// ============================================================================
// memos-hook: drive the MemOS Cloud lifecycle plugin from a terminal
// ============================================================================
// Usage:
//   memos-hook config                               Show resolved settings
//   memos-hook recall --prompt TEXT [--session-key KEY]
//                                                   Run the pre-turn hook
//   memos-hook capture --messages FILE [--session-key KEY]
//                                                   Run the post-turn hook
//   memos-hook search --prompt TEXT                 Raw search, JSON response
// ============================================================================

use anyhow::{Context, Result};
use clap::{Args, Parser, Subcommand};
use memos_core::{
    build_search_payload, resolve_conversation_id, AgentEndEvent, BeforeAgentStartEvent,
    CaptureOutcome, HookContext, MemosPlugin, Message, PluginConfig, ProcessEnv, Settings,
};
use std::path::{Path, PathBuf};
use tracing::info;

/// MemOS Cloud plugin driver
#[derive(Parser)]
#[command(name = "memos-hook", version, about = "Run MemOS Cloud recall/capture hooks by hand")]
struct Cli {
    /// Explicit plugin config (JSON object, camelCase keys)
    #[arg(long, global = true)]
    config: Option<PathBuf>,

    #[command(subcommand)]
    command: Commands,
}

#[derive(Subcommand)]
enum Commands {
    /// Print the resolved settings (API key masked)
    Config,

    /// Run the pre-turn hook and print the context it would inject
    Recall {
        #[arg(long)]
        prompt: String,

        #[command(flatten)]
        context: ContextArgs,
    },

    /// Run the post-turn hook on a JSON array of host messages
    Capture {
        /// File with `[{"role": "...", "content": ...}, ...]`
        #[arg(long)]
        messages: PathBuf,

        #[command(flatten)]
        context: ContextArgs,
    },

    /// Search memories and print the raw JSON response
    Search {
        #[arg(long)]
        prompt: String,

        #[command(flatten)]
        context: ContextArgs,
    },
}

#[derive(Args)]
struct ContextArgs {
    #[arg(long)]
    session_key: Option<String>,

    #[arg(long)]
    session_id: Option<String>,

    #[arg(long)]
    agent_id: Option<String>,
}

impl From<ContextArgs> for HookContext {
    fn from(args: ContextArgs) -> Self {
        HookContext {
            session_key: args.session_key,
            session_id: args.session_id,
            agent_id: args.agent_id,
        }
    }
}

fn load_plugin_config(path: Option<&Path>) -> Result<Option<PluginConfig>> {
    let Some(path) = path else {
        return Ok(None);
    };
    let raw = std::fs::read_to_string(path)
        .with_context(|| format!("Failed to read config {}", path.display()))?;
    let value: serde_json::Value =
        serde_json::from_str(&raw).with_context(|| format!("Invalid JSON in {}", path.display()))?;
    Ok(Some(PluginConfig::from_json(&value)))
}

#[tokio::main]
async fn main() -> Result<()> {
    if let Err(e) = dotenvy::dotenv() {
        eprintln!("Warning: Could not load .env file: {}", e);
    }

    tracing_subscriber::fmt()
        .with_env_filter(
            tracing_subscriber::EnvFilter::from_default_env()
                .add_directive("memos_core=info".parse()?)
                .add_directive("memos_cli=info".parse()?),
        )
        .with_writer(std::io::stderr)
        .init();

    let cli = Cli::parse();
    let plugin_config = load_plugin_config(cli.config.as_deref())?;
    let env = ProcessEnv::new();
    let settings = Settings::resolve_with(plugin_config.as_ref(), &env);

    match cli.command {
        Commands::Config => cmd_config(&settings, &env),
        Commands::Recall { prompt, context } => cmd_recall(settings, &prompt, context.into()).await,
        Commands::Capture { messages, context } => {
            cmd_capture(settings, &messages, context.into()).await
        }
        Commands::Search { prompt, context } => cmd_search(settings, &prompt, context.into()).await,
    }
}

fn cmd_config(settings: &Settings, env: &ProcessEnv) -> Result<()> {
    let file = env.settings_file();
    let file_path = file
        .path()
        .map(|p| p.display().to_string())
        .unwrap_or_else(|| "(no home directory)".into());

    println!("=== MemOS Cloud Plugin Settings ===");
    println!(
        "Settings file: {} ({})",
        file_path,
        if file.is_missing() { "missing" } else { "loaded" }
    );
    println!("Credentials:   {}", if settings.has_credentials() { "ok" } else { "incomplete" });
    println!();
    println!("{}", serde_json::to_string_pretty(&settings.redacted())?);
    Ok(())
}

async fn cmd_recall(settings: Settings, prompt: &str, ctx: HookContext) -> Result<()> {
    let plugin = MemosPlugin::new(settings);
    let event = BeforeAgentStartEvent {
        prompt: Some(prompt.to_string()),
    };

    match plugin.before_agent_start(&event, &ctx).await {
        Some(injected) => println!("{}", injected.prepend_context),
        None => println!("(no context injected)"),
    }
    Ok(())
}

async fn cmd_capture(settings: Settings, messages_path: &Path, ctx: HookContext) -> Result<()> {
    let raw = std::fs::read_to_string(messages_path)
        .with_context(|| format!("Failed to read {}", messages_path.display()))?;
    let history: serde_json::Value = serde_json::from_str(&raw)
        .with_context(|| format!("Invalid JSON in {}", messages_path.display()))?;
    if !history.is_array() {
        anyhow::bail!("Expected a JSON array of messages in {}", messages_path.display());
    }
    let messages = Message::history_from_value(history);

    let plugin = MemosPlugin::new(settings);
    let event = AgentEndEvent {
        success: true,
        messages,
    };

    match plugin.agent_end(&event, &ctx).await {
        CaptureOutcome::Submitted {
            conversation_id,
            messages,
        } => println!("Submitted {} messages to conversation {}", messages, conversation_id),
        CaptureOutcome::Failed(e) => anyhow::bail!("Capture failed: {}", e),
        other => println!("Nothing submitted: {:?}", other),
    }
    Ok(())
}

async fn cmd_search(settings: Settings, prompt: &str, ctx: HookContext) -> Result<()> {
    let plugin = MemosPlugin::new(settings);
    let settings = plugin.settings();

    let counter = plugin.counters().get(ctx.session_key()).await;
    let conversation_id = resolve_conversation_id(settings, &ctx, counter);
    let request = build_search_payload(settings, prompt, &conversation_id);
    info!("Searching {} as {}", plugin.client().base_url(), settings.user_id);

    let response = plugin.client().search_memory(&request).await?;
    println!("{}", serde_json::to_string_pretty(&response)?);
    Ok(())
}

What you will do
Set down every record once more, exactly as written.

Worked solution
// ============================================================================
// memos-hook: drive the MemOS Cloud lifecycle plugin from a terminal
// ============================================================================
// Usage:
//   memos-hook config                               Show resolved settings
//   memos-hook recall --prompt TEXT [--session-key KEY]
//                                                   Run the pre-turn hook
//   memos-hook capture --messages FILE [--session-key KEY]
//                                                   Run the post-turn hook
//   memos-hook search --prompt TEXT                 Raw search, JSON response
// ============================================================================

use anyhow::{Context, Result};
use clap::{Args, Parser, Subcommand};
use memos_core::{
    build_search_payload, resolve_conversation_id, AgentEndEvent, BeforeAgentStartEvent,
    CaptureOutcome, HookContext, MemosPlugin, Message, PluginConfig, ProcessEnv, Settings,
};
use std::path::{Path, PathBuf};
use tracing::info;

/// MemOS Cloud plugin driver
#[derive(Parser)]
#[command(name = "memos-hook", version, about = "Run MemOS Cloud recall/capture hooks by hand")]
struct Cli {
    /// Explicit plugin config (JSON object, camelCase keys)
    #[arg(long, global = true)]
    config: Option<PathBuf>,

    #[command(subcommand)]
    command: Commands,
}

#[derive(Subcommand)]
enum Commands {
    /// Print the resolved settings (API key masked)
    Config,

    /// Run the pre-turn hook and print the context it would inject
    Recall {
        #[arg(long)]
        prompt: String,

        #[command(flatten)]
        context: ContextArgs,
    },

    /// Run the post-turn hook on a JSON array of host messages
    Capture {
        /// File with `[{"role": "...", "content": ...}, ...]`
        #[arg(long)]
        messages: PathBuf,

        #[command(flatten)]
        context: ContextArgs,
    },

    /// Search memories and print the raw JSON response
    Search {
        #[arg(long)]
        prompt: String,

        #[command(flatten)]
        context: ContextArgs,
    },
}

#[derive(Args)]
struct ContextArgs {
    #[arg(long)]
    session_key: Option<String>,

    #[arg(long)]
    session_id: Option<String>,

    #[arg(long)]
    agent_id: Option<String>,
}

impl From<ContextArgs> for HookContext {
    fn from(args: ContextArgs) -> Self {
        HookContext {
            session_key: args.session_key,
            session_id: args.session_id,
            agent_id: args.agent_id,
        }
    }
}

fn load_plugin_config(path: Option<&Path>) -> Result<Option<PluginConfig>> {
    let Some(path) = path else {
        return Ok(None);
    };
    let raw = std::fs::read_to_string(path)
        .with_context(|| format!("Failed to read config {}", path.display()))?;
    let value: serde_json::Value =
        serde_json::from_str(&raw).with_context(|| format!("Invalid JSON in {}", path.display()))?;
    Ok(Some(PluginConfig::from_json(&value)))
}

#[tokio::main]
async fn main() -> Result<()> {
    if let Err(e) = dotenvy::dotenv() {
        eprintln!("Warning: Could not load .env file: {}", e);
    }

    tracing_subscriber::fmt()
        .with_env_filter(
            tracing_subscriber::EnvFilter::from_default_env()
                .add_directive("memos_core=info".parse()?)
                .add_directive("memos_cli=info".parse()?),
        )
        .with_writer(std::io::stderr)
        .init();

    let cli = Cli::parse();
    let plugin_config = load_plugin_config(cli.config.as_deref())?;
    let env = ProcessEnv::new();
    let settings = Settings::resolve_with(plugin_config.as_ref(), &env);

    match cli.command {
        Commands::Config => cmd_config(&settings, &env),
        Commands::Recall { prompt, context } => cmd_recall(settings, &prompt, context.into()).await,
        Commands::Capture { messages, context } => {
            cmd_capture(settings, &messages, context.into()).await
        }
        Commands::Search { prompt, context } => cmd_search(settings, &prompt, context.into()).await,
    }
}

fn cmd_config(settings: &Settings, env: &ProcessEnv) -> Result<()> {
    let file = env.settings_file();
    let file_path = file
        .path()
        .map(|p| p.display().to_string())
        .unwrap_or_else(|| "(no home directory)".into());

    println!("=== MemOS Cloud Plugin Settings ===");
    println!(
        "Settings file: {} ({})",
        file_path,
        if file.is_missing() { "missing" } else { "loaded" }
    );
    println!("Credentials:   {}", if settings.has_credentials() { "ok" } else { "incomplete" });
    println!();
    println!("{}", serde_json::to_string_pretty(&settings.redacted())?);
    Ok(())
}

async fn cmd_recall(settings: Settings, prompt: &str, ctx: HookContext) -> Result<()> {
    let plugin = MemosPlugin::new(settings);
    let event = BeforeAgentStartEvent {
        prompt: Some(prompt.to_string()),
    };

    match plugin.before_agent_start(&event, &ctx).await {
        Some(injected) => println!("{}", injected.prepend_context),
        None => println!("(no context injected)"),
    }
    Ok(())
}

async fn cmd_capture(settings: Settings, messages_path: &Path, ctx: HookContext) -> Result<()> {
    let raw = std::fs::read_to_string(messages_path)
        .with_context(|| format!("Failed to read {}", messages_path.display()))?;
    let history: serde_json::Value = serde_json::from_str(&raw)
        .with_context(|| format!("Invalid JSON in {}", messages_path.display()))?;
    if !history.is_array() {
        anyhow::bail!("Expected a JSON array of messages in {}", messages_path.display());
    }
    let messages = Message::history_from_value(history);

    let plugin = MemosPlugin::new(settings);
    let event = AgentEndEvent {
        success: true,
        messages,
    };

    match plugin.agent_end(&event, &ctx).await {
        CaptureOutcome::Submitted {
            conversation_id,
            messages,
        } => println!("Submitted {} messages to conversation {}", messages, conversation_id),
        CaptureOutcome::Failed(e) => anyhow::bail!("Capture failed: {}", e),
        other => println!("Nothing submitted: {:?}", other),
    }
    Ok(())
}

async fn cmd_search(settings: Settings, prompt: &str, ctx: HookContext) -> Result<()> {
    let plugin = MemosPlugin::new(settings);
    let settings = plugin.settings();

    let counter = plugin.counters().get(ctx.session_key()).await;
    let conversation_id = resolve_conversation_id(settings, &ctx, counter);
    let request = build_search_payload(settings, prompt, &conversation_id);
    info!("Searching {} as {}", plugin.client().base_url(), settings.user_id);

    let response = plugin.client().search_memory(&request).await?;
    println!("{}", serde_json::to_string_pretty(&response)?);
    Ok(())
}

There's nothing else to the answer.